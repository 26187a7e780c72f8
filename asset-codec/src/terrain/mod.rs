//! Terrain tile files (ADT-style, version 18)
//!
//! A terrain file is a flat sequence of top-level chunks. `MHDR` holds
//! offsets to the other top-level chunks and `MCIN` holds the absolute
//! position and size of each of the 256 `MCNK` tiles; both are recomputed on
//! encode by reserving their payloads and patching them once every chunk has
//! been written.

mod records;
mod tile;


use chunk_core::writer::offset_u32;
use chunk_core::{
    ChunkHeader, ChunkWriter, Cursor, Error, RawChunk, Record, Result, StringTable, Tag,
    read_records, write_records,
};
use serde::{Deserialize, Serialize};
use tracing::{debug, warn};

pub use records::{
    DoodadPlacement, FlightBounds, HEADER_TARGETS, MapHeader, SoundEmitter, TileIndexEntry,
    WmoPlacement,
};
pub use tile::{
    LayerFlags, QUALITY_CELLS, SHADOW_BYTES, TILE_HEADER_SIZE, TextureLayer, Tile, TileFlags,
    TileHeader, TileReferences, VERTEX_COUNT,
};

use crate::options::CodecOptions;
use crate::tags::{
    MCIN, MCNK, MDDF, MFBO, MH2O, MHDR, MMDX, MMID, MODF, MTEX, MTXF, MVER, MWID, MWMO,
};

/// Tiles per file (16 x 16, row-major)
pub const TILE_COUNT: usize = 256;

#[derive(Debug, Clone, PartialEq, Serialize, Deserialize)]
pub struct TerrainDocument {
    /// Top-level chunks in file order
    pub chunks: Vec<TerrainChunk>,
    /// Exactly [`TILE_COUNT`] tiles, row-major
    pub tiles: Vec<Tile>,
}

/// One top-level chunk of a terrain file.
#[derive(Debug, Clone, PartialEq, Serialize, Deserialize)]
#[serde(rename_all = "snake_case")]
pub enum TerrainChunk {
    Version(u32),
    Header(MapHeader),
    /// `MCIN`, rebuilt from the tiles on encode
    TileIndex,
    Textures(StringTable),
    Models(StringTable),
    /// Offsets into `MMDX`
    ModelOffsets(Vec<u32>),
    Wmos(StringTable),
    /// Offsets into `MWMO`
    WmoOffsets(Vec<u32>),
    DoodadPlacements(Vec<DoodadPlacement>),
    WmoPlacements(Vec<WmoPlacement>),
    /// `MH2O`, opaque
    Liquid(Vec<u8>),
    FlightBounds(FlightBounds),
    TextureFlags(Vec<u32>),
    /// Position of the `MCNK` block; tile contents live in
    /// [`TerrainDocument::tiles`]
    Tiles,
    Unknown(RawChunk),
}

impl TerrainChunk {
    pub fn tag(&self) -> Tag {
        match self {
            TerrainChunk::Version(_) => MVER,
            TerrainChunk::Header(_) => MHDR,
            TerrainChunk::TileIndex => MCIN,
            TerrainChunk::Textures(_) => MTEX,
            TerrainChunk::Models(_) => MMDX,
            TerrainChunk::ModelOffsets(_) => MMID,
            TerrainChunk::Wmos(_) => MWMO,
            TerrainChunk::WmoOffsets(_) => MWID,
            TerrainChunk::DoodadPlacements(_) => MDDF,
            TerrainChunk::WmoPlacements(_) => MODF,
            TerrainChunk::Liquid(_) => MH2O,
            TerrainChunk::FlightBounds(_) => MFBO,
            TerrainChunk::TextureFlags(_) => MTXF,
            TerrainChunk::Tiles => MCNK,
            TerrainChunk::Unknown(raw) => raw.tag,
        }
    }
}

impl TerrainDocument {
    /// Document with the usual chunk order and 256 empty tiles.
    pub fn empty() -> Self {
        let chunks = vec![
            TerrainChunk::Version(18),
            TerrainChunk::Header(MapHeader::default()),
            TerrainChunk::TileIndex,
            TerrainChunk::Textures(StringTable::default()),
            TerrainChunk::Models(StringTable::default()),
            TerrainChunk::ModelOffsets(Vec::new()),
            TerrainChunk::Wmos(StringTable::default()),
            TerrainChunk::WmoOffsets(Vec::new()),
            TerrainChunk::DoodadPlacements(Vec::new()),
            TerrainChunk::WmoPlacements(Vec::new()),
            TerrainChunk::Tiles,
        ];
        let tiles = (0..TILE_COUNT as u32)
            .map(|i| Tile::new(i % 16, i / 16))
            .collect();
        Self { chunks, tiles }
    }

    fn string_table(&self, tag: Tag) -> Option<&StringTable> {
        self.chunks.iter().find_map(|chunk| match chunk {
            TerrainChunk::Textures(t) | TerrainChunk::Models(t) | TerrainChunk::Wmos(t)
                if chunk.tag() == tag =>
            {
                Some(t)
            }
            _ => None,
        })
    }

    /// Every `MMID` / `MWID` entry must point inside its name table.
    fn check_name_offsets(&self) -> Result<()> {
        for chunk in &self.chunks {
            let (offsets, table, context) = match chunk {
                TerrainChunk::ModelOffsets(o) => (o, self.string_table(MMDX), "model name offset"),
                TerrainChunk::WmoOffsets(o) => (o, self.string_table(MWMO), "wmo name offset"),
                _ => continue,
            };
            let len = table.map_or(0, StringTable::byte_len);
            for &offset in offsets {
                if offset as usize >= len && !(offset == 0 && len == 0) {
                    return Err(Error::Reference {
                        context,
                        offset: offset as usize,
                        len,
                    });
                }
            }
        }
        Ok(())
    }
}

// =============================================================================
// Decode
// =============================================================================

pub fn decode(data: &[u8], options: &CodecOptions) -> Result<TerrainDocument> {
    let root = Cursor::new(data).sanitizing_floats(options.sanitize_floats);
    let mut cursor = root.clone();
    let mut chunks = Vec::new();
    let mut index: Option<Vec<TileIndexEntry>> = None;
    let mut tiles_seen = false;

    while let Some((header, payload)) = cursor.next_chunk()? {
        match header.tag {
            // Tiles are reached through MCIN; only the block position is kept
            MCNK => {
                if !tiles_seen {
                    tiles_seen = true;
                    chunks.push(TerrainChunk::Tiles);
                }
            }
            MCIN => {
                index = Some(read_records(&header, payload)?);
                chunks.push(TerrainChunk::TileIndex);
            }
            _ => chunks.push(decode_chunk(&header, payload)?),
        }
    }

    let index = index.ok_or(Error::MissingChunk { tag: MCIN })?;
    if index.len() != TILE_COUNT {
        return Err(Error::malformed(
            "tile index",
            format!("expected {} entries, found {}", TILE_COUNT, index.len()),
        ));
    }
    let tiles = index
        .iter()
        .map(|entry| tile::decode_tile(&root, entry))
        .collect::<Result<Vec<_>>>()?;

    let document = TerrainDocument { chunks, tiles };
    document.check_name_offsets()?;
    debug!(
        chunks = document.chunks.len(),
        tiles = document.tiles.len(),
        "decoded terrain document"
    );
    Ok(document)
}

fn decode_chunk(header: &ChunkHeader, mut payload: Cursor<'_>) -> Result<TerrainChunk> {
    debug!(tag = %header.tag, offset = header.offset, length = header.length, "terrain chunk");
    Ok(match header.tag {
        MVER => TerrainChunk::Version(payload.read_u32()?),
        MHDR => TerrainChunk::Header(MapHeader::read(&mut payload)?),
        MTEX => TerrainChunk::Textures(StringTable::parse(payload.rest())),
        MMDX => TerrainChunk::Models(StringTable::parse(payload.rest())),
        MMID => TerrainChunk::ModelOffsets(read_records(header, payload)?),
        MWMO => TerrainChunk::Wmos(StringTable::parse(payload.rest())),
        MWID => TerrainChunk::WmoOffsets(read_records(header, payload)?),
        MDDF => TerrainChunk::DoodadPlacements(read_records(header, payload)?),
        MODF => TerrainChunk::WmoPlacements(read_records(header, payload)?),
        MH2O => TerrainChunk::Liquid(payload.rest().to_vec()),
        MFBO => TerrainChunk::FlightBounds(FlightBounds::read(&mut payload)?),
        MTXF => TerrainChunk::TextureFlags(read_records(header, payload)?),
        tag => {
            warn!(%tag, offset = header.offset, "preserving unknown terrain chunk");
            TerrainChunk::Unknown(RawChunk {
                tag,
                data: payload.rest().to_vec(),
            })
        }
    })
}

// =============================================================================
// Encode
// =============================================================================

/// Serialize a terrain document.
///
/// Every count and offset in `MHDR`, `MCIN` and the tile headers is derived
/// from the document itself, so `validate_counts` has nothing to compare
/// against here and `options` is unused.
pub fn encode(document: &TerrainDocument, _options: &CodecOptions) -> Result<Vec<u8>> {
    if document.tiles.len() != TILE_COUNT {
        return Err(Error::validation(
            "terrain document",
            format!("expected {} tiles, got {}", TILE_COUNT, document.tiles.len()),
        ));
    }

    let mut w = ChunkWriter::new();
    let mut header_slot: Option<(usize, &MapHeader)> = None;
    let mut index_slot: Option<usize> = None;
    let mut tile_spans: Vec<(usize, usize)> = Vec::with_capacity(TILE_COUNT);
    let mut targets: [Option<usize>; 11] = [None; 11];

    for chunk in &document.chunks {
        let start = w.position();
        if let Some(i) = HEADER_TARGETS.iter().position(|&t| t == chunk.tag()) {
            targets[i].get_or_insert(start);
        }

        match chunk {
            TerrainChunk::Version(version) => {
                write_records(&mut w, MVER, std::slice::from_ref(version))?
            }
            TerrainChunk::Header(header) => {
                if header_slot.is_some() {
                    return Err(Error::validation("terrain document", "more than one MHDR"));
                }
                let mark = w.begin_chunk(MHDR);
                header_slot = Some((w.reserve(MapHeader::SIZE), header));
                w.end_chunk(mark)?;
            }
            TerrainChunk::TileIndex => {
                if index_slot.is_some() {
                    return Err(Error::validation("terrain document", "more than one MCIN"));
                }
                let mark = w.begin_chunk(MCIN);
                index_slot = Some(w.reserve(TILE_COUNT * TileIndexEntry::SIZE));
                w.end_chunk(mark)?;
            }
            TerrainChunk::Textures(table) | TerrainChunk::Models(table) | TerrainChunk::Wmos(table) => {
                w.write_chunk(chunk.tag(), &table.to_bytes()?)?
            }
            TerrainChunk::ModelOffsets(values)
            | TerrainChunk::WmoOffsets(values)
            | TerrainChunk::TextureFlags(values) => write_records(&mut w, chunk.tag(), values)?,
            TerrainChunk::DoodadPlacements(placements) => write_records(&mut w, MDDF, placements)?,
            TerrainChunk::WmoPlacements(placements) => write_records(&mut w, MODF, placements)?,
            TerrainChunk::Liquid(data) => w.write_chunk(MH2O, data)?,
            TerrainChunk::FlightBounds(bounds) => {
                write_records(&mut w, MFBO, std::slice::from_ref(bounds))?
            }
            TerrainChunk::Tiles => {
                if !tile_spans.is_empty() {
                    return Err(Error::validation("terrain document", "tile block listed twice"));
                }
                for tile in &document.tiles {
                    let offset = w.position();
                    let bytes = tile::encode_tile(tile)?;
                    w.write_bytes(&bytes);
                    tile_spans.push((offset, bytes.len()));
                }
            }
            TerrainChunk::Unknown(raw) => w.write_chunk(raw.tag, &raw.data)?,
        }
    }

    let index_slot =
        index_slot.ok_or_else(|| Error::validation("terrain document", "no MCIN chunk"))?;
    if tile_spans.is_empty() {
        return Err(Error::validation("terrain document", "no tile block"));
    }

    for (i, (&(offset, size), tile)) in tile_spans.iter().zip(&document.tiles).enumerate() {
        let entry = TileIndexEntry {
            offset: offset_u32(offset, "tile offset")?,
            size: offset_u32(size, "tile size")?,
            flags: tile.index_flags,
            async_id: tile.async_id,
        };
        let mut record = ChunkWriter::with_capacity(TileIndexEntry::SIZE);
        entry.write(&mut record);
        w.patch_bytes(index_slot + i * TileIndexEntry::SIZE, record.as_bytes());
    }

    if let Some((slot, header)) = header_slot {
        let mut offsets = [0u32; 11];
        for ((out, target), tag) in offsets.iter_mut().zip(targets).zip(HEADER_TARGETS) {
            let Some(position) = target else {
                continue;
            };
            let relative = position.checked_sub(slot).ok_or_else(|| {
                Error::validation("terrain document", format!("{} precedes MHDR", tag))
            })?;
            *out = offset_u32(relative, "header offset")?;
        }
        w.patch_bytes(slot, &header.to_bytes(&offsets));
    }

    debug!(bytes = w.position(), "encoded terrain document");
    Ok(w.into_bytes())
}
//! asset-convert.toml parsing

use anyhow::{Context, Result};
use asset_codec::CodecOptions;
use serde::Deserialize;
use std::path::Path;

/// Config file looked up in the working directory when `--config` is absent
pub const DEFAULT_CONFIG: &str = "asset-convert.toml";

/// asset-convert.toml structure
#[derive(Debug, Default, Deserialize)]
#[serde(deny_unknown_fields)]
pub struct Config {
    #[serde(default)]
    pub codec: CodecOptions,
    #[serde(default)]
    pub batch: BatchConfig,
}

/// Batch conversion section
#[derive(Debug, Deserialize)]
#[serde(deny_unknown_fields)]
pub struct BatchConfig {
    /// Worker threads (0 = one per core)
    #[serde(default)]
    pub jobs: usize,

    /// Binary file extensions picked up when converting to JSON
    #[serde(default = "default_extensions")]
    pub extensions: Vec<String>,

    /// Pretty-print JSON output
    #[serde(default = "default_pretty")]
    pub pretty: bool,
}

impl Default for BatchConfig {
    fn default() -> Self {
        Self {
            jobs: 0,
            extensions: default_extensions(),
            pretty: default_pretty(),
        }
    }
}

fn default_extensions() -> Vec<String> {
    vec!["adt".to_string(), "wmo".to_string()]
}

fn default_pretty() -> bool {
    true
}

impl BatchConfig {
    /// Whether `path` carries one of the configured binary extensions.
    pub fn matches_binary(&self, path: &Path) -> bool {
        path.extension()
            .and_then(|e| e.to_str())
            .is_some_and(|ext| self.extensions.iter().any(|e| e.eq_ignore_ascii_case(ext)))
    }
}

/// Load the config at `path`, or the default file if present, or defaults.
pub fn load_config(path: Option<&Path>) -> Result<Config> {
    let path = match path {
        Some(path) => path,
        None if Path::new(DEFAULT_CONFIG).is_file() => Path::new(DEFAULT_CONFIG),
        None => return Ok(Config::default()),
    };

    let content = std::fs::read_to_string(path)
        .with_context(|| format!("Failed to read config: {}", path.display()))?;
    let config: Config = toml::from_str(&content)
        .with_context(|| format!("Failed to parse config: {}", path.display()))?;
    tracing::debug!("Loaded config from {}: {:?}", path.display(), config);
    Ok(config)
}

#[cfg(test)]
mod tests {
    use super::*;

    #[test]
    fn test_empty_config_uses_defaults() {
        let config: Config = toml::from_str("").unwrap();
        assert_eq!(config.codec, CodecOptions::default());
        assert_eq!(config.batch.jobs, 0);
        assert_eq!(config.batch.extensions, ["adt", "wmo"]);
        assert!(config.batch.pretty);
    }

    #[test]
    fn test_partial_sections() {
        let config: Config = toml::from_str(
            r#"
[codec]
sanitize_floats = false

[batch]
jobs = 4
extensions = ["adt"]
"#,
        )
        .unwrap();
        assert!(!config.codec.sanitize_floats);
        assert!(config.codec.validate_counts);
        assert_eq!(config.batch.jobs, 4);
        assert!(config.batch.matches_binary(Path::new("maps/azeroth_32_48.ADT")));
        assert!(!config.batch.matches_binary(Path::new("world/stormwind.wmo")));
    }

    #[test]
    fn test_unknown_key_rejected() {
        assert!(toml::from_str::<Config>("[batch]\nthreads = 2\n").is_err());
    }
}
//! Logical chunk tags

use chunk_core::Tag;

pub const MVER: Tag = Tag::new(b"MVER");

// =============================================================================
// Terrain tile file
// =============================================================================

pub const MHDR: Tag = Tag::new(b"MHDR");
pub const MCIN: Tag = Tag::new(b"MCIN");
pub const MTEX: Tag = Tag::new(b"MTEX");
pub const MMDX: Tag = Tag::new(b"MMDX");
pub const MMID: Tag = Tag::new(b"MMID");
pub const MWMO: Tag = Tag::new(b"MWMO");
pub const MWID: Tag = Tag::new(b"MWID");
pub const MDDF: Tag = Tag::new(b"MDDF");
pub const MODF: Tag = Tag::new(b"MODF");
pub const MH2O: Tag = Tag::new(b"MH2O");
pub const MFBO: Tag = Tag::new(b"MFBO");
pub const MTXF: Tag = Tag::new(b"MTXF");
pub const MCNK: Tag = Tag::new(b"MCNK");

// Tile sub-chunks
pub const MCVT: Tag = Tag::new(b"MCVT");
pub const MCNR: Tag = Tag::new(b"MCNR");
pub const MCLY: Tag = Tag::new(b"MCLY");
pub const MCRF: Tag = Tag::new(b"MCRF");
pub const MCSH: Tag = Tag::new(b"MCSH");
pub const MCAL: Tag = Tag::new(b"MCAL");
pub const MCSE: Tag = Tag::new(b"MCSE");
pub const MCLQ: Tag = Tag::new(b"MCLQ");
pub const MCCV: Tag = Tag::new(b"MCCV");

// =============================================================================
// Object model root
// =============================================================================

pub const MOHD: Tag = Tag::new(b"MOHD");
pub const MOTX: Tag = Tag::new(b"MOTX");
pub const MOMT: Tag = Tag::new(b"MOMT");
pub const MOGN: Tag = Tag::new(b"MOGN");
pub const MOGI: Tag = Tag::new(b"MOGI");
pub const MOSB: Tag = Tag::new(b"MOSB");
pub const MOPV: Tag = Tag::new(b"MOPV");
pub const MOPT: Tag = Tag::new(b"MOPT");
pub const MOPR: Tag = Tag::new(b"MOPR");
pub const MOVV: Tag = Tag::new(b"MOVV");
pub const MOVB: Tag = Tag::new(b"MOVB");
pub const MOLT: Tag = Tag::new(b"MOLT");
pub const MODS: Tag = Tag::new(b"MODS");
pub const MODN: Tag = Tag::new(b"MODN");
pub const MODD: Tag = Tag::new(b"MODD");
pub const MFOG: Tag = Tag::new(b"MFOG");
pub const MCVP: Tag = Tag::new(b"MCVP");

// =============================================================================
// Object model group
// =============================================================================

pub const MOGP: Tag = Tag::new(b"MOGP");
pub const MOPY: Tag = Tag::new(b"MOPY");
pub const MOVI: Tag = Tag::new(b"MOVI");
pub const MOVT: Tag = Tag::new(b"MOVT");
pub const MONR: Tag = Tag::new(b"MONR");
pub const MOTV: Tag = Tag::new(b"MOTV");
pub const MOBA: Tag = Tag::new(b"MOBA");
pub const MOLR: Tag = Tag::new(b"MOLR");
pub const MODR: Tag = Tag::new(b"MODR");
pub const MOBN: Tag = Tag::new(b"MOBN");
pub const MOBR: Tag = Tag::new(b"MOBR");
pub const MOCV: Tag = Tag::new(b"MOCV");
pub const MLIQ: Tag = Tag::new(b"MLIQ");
----
WHAT TO WORK ON ▸ Find the lines above that contain the word "TileIndexEntry" and copy each one.

ANSWER SPACE ▸
    DoodadPlacement, FlightBounds, HEADER_TARGETS, MapHeader, SoundEmitter, TileIndexEntry,
    let mut index: Option<Vec<TileIndexEntry>> = None;
                index_slot = Some(w.reserve(TILE_COUNT * TileIndexEntry::SIZE));
        let entry = TileIndexEntry {
        let mut record = ChunkWriter::with_capacity(TileIndexEntry::SIZE);
        w.patch_bytes(index_slot + i * TileIndexEntry::SIZE, record.as_bytes());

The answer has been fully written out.